More than 5 years after WorldFirst, a UK based firm specialising in overseas money transfers, has raised a minority equity investment from FTV Capital, it was sold to Ant Financial, the company behind AliPay and AliBaba, for a sum of approximately $717m.
To facilitate the sale, WorldFirst had to shut down its subsidiary in the USA, namely WorldFirst USA, as Ant Financial wasn’t looking to make a capital investment in any American company after the governmental committee on foreign investments declined its investment in Moneygram, another money transfer provider, earlier this year. Existing American clients are being transferred to Omega Money Transfer, a company that will operate independently of World First Group.
Why did the company behind Ali Pay would be interested in a relatively small UK based firm that transfers less than 10bn pounds each year overseas? While the business model itself can be attractive for startup-level companies (like the biggest company of its kind, Transferwise, valued at £3bn currently), Ant Financial is too big to be buying companies that make only several millions of dollars each year (EBITDA).

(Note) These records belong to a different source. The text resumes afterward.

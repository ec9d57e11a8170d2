//! Device profiles and scoped browsing contexts
//!
//! Pages get a mobile context first; the desktop context is the single
//! fallback (it sometimes avoids mobile-only app walls).

use crate::browser::driver::{BrowserDriver, DriverResult, PageDriver};
use std::fmt;
use std::future::Future;
use std::sync::Arc;

const ANDROID_UA: &str = "Mozilla/5.0 (Linux; Android 14; Pixel 7) AppleWebKit/537.36 \
     (KHTML, like Gecko) Chrome/126.0.0.0 Mobile Safari/537.36";

const DESKTOP_UA: &str = "Mozilla/5.0 (Macintosh; Intel Mac OS X 14_5) AppleWebKit/537.36 \
     (KHTML, like Gecko) Chrome/126.0.0.0 Safari/537.36";

/// The two canonical device profiles
#[derive(Debug, Clone, Copy, PartialEq, Eq, Hash)]
pub enum DeviceProfile {
    Mobile,
    Desktop,
}

impl DeviceProfile {
    /// Profiles in the order a crawl tries them: default first, then the
    /// single fallback
    pub const FALLBACK_CHAIN: [DeviceProfile; 2] = [DeviceProfile::Mobile, DeviceProfile::Desktop];

    /// Canonical context attributes for this profile
    pub fn context(&self) -> DeviceContext {
        match self {
            Self::Mobile => DeviceContext {
                profile: *self,
                width: 412,
                height: 915,
                device_scale_factor: 2.625,
                is_mobile: true,
                has_touch: true,
                user_agent: ANDROID_UA.to_string(),
            },
            Self::Desktop => DeviceContext {
                profile: *self,
                width: 1366,
                height: 900,
                device_scale_factor: 1.0,
                is_mobile: false,
                has_touch: false,
                user_agent: DESKTOP_UA.to_string(),
            },
        }
    }

    pub fn as_str(&self) -> &'static str {
        match self {
            Self::Mobile => "mobile",
            Self::Desktop => "desktop",
        }
    }
}

impl Default for DeviceProfile {
    fn default() -> Self {
        Self::Mobile
    }
}

impl fmt::Display for DeviceProfile {
    fn fmt(&self, f: &mut fmt::Formatter<'_>) -> fmt::Result {
        f.write_str(self.as_str())
    }
}

/// Emulated device attributes of one browsing context
#[derive(Debug, Clone, PartialEq)]
pub struct DeviceContext {
    pub profile: DeviceProfile,
    pub width: u32,
    pub height: u32,
    pub device_scale_factor: f64,
    pub is_mobile: bool,
    pub has_touch: bool,
    pub user_agent: String,
}

/// Hands out one browsing context per crawl attempt
pub struct DeviceProfileManager<B: BrowserDriver> {
    browser: Arc<B>,
}

impl<B: BrowserDriver> Clone for DeviceProfileManager<B> {
    fn clone(&self) -> Self {
        Self {
            browser: Arc::clone(&self.browser),
        }
    }
}

impl<B: BrowserDriver> DeviceProfileManager<B> {
    pub fn new(browser: Arc<B>) -> Self {
        Self { browser }
    }

    /// Opens a fresh context for `profile` and runs `attempt` inside it
    ///
    /// The context is closed once the attempt finishes, whatever it
    /// returned. `attempt` reports its own failures through `T`, so there
    /// is no early exit between opening and closing.
    ///
    /// # Arguments
    ///
    /// * `profile` - Device profile to emulate
    /// * `attempt` - The work to run against the page
    ///
    /// # Returns
    ///
    /// * `Ok(T)` - The attempt's result
    /// * `Err(DriverError)` - The context could not be created
    pub async fn with_context<F, Fut, T>(&self, profile: DeviceProfile, attempt: F) -> DriverResult<T>
    where
        F: FnOnce(Arc<B::Page>) -> Fut,
        Fut: Future<Output = T>,
    {
        let device = profile.context();
        let page = Arc::new(self.browser.open_context(&device).await?);
        tracing::debug!(
            "Opened {} context ({}x{})",
            profile,
            device.width,
            device.height
        );

        let outcome = attempt(Arc::clone(&page)).await;

        if let Err(e) = page.close().await {
            tracing::warn!("Failed to close {} context: {}", profile, e);
        } else {
            tracing::debug!("Closed {} context", profile);
        }

        Ok(outcome)
    }
}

What struck Ant Financial’s interest are the solutions WorldFirst offers to international online sellers (on platforms like Amazon, or, Ali Baba). Sellers who sell on a foreign market can use WorldFirst’s service to receive the money locally where it was sold, using the domestic currency; the money is accumulated in sub-accounts provided by World First and can be transferred back to any currency of the seller’s choice, for rates which are superior to Amazon’s currency exchange program, or banks. That gives sellers a lot of flexibility and enables them to save money while it is extremely profitable for WorldFirst (as sellers are recurring customers making medium or large transactions each month). It is not unreasonable to believe the World First functionality will be built into AliBaba, offering this functionality to all international sellers, and that the deal will repay itself shortly.